- Work instructions -
Your answer should be the lines of the material that include the word "LedgerError".
[[ Exercise data open ]]
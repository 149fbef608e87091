//! Poem record type
//!
//! The collection keeps the primary key under the internal name `_id`. Only
//! the response-shaping layer renames it to the public `id`, and it does so
//! exactly once.

use serde::{Deserialize, Serialize};

/// A stored poem record
#[derive(Debug, Clone, PartialEq, Eq, Serialize, Deserialize)]
pub struct StoredPoem {
    /// Primary key, assigned by the store at creation
    #[serde(rename = "_id")]
    pub id: i64,

    /// Author name
    pub author: String,

    /// Poem title
    pub title: String,

    /// Poem body, one string per line
    pub poem: Vec<String>,
}

impl StoredPoem {
    /// Create a new record
    pub fn new(
        id: i64,
        author: impl Into<String>,
        title: impl Into<String>,
        poem: Vec<String>,
    ) -> Self {
        Self {
            id,
            author: author.into(),
            title: title.into(),
            poem,
        }
    }
}

#[cfg(test)]
mod tests {
    use super::*;

    #[test]
    fn test_serializes_key_as_underscore_id() {
        let record = StoredPoem::new(3, "Alfonsina Storni", "Dolor", vec!["Quisiera esta tarde divina de octubre".to_string()]);

        let value = serde_json::to_value(&record).unwrap();
        assert_eq!(value["_id"], 3);
        assert!(value.get("id").is_none());
        assert_eq!(value["author"], "Alfonsina Storni");
    }

    #[test]
    fn test_round_trip() {
        let record = StoredPoem::new(
            1,
            "Rubén Darío",
            "Lo fatal",
            vec![
                "Dichoso el árbol, que es apenas sensitivo,".to_string(),
                "y más la piedra dura porque esa ya no siente,".to_string(),
            ],
        );

        let json = serde_json::to_string(&record).unwrap();
        let back: StoredPoem = serde_json::from_str(&json).unwrap();
        assert_eq!(back, record);
    }
}
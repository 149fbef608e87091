//! # Poem Store
//!
//! The store facade handlers talk to. Owns the collection backend and id
//! assignment; one instance is built at startup and shared across requests.

use std::sync::atomic::{AtomicI64, Ordering};

use super::collection::Collection;
use super::errors::StoreResult;
use super::record::StoredPoem;

/// The poem store shared across requests
pub struct PoemStore<C: Collection> {
    collection: C,
    next_id: AtomicI64,
}

impl<C: Collection> PoemStore<C> {
    /// Open the store over a backend
    ///
    /// Seeds the id counter from a full ascending scan: one past the highest
    /// stored id, or 1 for an empty collection. The counter only moves
    /// forward, so within this handle's lifetime a deleted id is never
    /// handed out again.
    pub fn open(collection: C) -> StoreResult<Self> {
        let last_id = collection
            .scan(usize::MAX)?
            .last()
            .map(|p| p.id)
            .unwrap_or(0);

        Ok(Self {
            collection,
            next_id: AtomicI64::new(last_id + 1),
        })
    }

    /// Exact lookup by id
    pub fn get_one(&self, id: i64) -> StoreResult<Option<StoredPoem>> {
        self.collection.find_one(id)
    }

    /// First `limit` records in ascending-id order
    pub fn get_window(&self, limit: usize) -> StoreResult<Vec<StoredPoem>> {
        self.collection.scan(limit)
    }

    /// Insert a new poem under the next free id, returning the assigned id
    ///
    /// The counter advances even if the insert then fails, which can leave a
    /// gap in the sequence but never a collision.
    pub fn create(&self, author: String, title: String, poem: Vec<String>) -> StoreResult<i64> {
        let id = self.next_id.fetch_add(1, Ordering::SeqCst);
        self.collection.insert_one(StoredPoem {
            id,
            author,
            title,
            poem,
        })?;
        Ok(id)
    }

    /// Replace author/title/poem of the record with this id
    ///
    /// A missing id is not a failure; callers pre-check existence.
    pub fn update(&self, id: i64, author: String, title: String, poem: Vec<String>) -> StoreResult<()> {
        self.collection.replace_one(StoredPoem {
            id,
            author,
            title,
            poem,
        })?;
        Ok(())
    }

    /// Remove the record with this id
    ///
    /// A missing id is not a failure; callers pre-check existence.
    pub fn delete(&self, id: i64) -> StoreResult<()> {
        self.collection.delete_one(id)?;
        Ok(())
    }

    /// Current record count, recomputed on every call
    pub fn count(&self) -> StoreResult<i64> {
        Ok(self.collection.count()? as i64)
    }
}
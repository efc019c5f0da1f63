//! Error types for the reward daemon

use axum::{
    http::StatusCode,
    response::{IntoResponse, Response},
    Json,
};
use gateway::GatewayError;
use ledger::LedgerError;
use progression::Amount;
use serde_json::json;
use thiserror::Error;

#[derive(Error, Debug)]
pub enum RewardError {
    #[error("Lesson already completed: {0}")]
    AlreadyCompleted(String),

    #[error("Already checked in today: {0}")]
    AlreadyCheckedInToday(String),

    #[error("Not found: {0}")]
    NotFound(String),

    #[error("Invalid input: {0}")]
    InvalidInput(String),

    #[error("Insufficient balance: {available} available, {required} required")]
    InsufficientBalance { available: Amount, required: Amount },

    #[error("Gateway send failed: {0}")]
    GatewaySendFailure(GatewayError),

    #[error("Ledger error: {0}")]
    Ledger(LedgerError),

    #[error("Gateway error: {0}")]
    Gateway(GatewayError),

    #[error("Configuration error: {0}")]
    Config(String),

    #[error("IO error: {0}")]
    Io(#[from] std::io::Error),

    #[error("Internal error: {0}")]
    Internal(String),
}

pub type Result<T> = std::result::Result<T, RewardError>;

impl RewardError {
    /// Rejections caused by the caller repeating an action.
    pub fn is_duplicate(&self) -> bool {
        matches!(self, RewardError::AlreadyCompleted(_) | RewardError::AlreadyCheckedInToday(_))
    }
}

impl From<LedgerError> for RewardError {
    fn from(err: LedgerError) -> Self {
        match err {
            LedgerError::DuplicateCompletion { user, lesson } => {
                RewardError::AlreadyCompleted(format!("{} already completed {}", user, lesson))
            }
            LedgerError::DuplicateCheckin { user, date } => {
                RewardError::AlreadyCheckedInToday(format!("{} on {}", user, date))
            }
            LedgerError::NotFound(what) => RewardError::NotFound(what),
            other => RewardError::Ledger(other),
        }
    }
}

impl From<GatewayError> for RewardError {
    fn from(err: GatewayError) -> Self {
        match err {
            GatewayError::InvalidAddress(msg) => RewardError::InvalidInput(msg),
            other => RewardError::Gateway(other),
        }
    }
}

impl IntoResponse for RewardError {
    fn into_response(self) -> Response {
        let (status, error_message) = match &self {
            RewardError::AlreadyCompleted(_) => (StatusCode::CONFLICT, "Already completed"),
            RewardError::AlreadyCheckedInToday(_) => (StatusCode::CONFLICT, "Already checked in today"),
            RewardError::NotFound(_) => (StatusCode::NOT_FOUND, "Not found"),
            RewardError::InvalidInput(_) => (StatusCode::BAD_REQUEST, "Invalid input"),
            RewardError::InsufficientBalance { .. } => (StatusCode::INTERNAL_SERVER_ERROR, "Insufficient balance"),
            RewardError::GatewaySendFailure(_) | RewardError::Gateway(_) => {
                (StatusCode::INTERNAL_SERVER_ERROR, "Gateway error")
            }
            RewardError::Ledger(_) => (StatusCode::INTERNAL_SERVER_ERROR, "Database error"),
            RewardError::Config(_) => (StatusCode::INTERNAL_SERVER_ERROR, "Configuration error"),
            RewardError::Io(_) => (StatusCode::INTERNAL_SERVER_ERROR, "IO error"),
            RewardError::Internal(_) => (StatusCode::INTERNAL_SERVER_ERROR, "Internal error"),
        };

        if status.is_server_error() {
            tracing::error!("Request failed: {}", self);
        } else {
            tracing::debug!("Request rejected: {}", self);
        }

        let body = Json(json!({
            "error": error_message,
            "message": self.to_string(),
        }));

        (status, body).into_response()
    }
}
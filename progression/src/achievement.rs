//! Achievement requirements and their evaluation.

use serde::{Deserialize, Serialize};

/// Unlock condition of an achievement.
///
/// Persisted as `{"type": "lessons_completed", "value": 1}`.
#[derive(Debug, Clone, Copy, PartialEq, Eq, Hash, Serialize, Deserialize)]
#[serde(tag = "type", content = "value")]
pub enum Requirement {
    #[serde(rename = "lessons_completed")]
    LessonsCompletedAtLeast(u32),
    #[serde(rename = "daily_streak")]
    DailyStreakAtLeast(u32),
    #[serde(rename = "level_reached")]
    LevelAtLeast(u32),
    #[serde(rename = "all_lessons_completed")]
    AllLessonsCompleted,
    #[serde(rename = "challenges_completed")]
    ChallengesCompletedAtLeast(u32),
}

/// The user state a requirement is checked against.
#[derive(Debug, Clone, Copy, Default, PartialEq, Eq)]
pub struct ProgressSnapshot {
    pub lessons_completed: u32,
    pub streak: u32,
    pub level: u32,
    /// Size of the active lesson catalog.
    pub total_lessons: u32,
    pub challenges_completed: u32,
}

pub fn evaluate_achievement(requirement: &Requirement, snapshot: &ProgressSnapshot) -> bool {
    match *requirement {
        Requirement::LessonsCompletedAtLeast(n) => snapshot.lessons_completed >= n,
        Requirement::DailyStreakAtLeast(n) => snapshot.streak >= n,
        Requirement::LevelAtLeast(n) => snapshot.level >= n,
        Requirement::AllLessonsCompleted => {
            snapshot.total_lessons > 0 && snapshot.lessons_completed >= snapshot.total_lessons
        }
        Requirement::ChallengesCompletedAtLeast(n) => snapshot.challenges_completed >= n,
    }
}
use crate::api::ApiServer;
use crate::clock::{Clock, SystemClock};
use crate::config::{Config, GatewayConfig, GatewayKind};
use crate::error::{Result, RewardError};
use crate::payout::{CycleReport, PayoutProcessor};
use crate::recorder::ActionRecorder;
use crate::ui;
use gateway::{JsonRpcGateway, MemoryGateway, WalletGateway};
use ledger::{Catalog, LedgerStore, SqliteLedger};
use std::sync::Arc;
use std::time::Duration;
use tokio::signal;
use tokio::sync::broadcast;
use tracing::{info, warn};

pub fn build_gateway(config: &GatewayConfig) -> Result<Arc<dyn WalletGateway>> {
    let gateway: Arc<dyn WalletGateway> = match config.kind {
        GatewayKind::Memory => {
            warn!("In-memory wallet gateway selected: payouts are simulated and no tokens leave the wallet");
            Arc::new(MemoryGateway::new(&config.wallet_address, config.memory_balance)?)
        }
        GatewayKind::JsonRpc => Arc::new(JsonRpcGateway::new(
            &config.url,
            &config.wallet_address,
            Duration::from_secs(config.request_timeout_secs.max(1)),
        )?),
    };
    Ok(gateway)
}

pub struct Daemon {
    config: Config,
    shutdown_tx: broadcast::Sender<()>,
    ledger: Arc<SqliteLedger>,
    recorder: Arc<ActionRecorder>,
    processor: Arc<PayoutProcessor>,
}

impl Daemon {
    /// Open and migrate the ledger, seed the catalog and wire the services.
    pub async fn new(config: Config) -> Result<Self> {
        ui::print_section("Initializing Components");
        let (shutdown_tx, _) = broadcast::channel(1);

        info!("Opening ledger at {:?}", config.database.path);
        let ledger = Arc::new(SqliteLedger::open(&config.database.path).await?);
        ledger.migrate().await?;
        ledger.seed_catalog(&Catalog::standard()).await?;
        ui::print_status("✓", "Ledger ready", ui::StatusType::Success);

        let gateway = build_gateway(&config.gateway)?;
        info!("Paying out from {}", gateway.address());
        if config.gateway.kind == GatewayKind::Memory {
            ui::print_status(
                "⚠",
                "In-memory wallet gateway: payouts are simulated (development only)",
                ui::StatusType::Warning,
            );
        } else {
            ui::print_status("✓", "Wallet gateway configured", ui::StatusType::Success);
        }

        let store: Arc<dyn LedgerStore> = ledger.clone();
        let clock: Arc<dyn Clock> = Arc::new(SystemClock);
        let recorder = Arc::new(ActionRecorder::new(
            store.clone(),
            clock.clone(),
            config.rewards.checkin.clone(),
        ));
        let processor = Arc::new(PayoutProcessor::new(store, gateway, clock, config.payout.settings()));

        Ok(Self {
            config,
            shutdown_tx,
            ledger,
            recorder,
            processor,
        })
    }

    pub fn recorder(&self) -> Arc<ActionRecorder> {
        self.recorder.clone()
    }

    /// Serve the API and run payouts until Ctrl+C.
    pub async fn run(self) -> Result<()> {
        ui::print_section("Starting Services");

        let payout = self.processor.clone().spawn();
        ui::print_status("✓", "Payout processor running", ui::StatusType::Success);

        let server = ApiServer::new(
            self.recorder.clone(),
            &self.config.server.bind_address,
            self.config.server.port,
        );
        let mut shutdown_rx = self.shutdown_tx.subscribe();
        let server_handle = tokio::spawn(async move {
            server
                .start(async move {
                    let _ = shutdown_rx.recv().await;
                })
                .await
        });

        ui::print_status("ℹ", "Press Ctrl+C to stop the daemon", ui::StatusType::Info);
        self.wait_for_shutdown().await;

        let served = server_handle
            .await
            .map_err(|e| RewardError::Internal(format!("API server task failed: {}", e)))?;
        payout.shutdown().await;
        self.ledger.close().await;
        info!("All components stopped");

        served
    }

    pub async fn payout_once(&self) -> Result<CycleReport> {
        self.processor.run_cycle().await
    }

    async fn wait_for_shutdown(&self) {
        let mut shutdown_rx = self.shutdown_tx.subscribe();
        tokio::select! {
            _ = signal::ctrl_c() => {
                ui::print_status("ℹ", "Received Ctrl+C, shutting down gracefully...", ui::StatusType::Warning);
                info!("Received Ctrl+C, shutting down");
            }
            _ = shutdown_rx.recv() => {
                info!("Received shutdown signal");
            }
        }

        let _ = self.shutdown_tx.send(());
    }
}

#[cfg(test)]
mod tests {
    use super::*;
    use tempfile::tempdir;
    use tokio_test::assert_ok;

    #[tokio::test]
    async fn memory_gateway_from_config() {
        let config = GatewayConfig {
            kind: GatewayKind::Memory,
            ..Default::default()
        };
        let gateway = build_gateway(&config).unwrap();
        assert_eq!(gateway.address(), "0x0000000000000000000000000000000000000001");
        assert_eq!(gateway.get_balance().await.unwrap().to_string(), "1000");
    }

    #[test]
    fn default_config_builds_live_gateway() {
        let config = GatewayConfig::default();
        assert_eq!(config.kind, GatewayKind::JsonRpc);
        let gateway = build_gateway(&config).unwrap();
        assert_eq!(gateway.address(), "0x0000000000000000000000000000000000000001");
    }

    #[test]
    fn json_rpc_gateway_needs_websocket_url() {
        let config = GatewayConfig {
            kind: GatewayKind::JsonRpc,
            url: "http://localhost:8545".to_string(),
            ..Default::default()
        };
        assert!(matches!(build_gateway(&config), Err(RewardError::Gateway(_))));
    }

    #[tokio::test]
    async fn new_daemon_seeds_catalog() {
        let dir = tempdir().unwrap();
        let mut config = Config::default();
        config.database.path = dir.path().join("nested").join("rewards.db");
        config.gateway.kind = GatewayKind::Memory;

        let daemon = assert_ok!(Daemon::new(config).await);
        assert_eq!(daemon.recorder().list_lessons().await.unwrap().len(), 6);

        let report = daemon.payout_once().await.unwrap();
        assert_eq!(report.scanned, 0);
    }
}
[[ Exercise data closed ]]
- Result of this exercise -
use ledger::LedgerError;
    Ledger(LedgerError),
impl From<LedgerError> for RewardError {
    fn from(err: LedgerError) -> Self {
            LedgerError::DuplicateCompletion { user, lesson } => {
            LedgerError::DuplicateCheckin { user, date } => {
            LedgerError::NotFound(what) => RewardError::NotFound(what),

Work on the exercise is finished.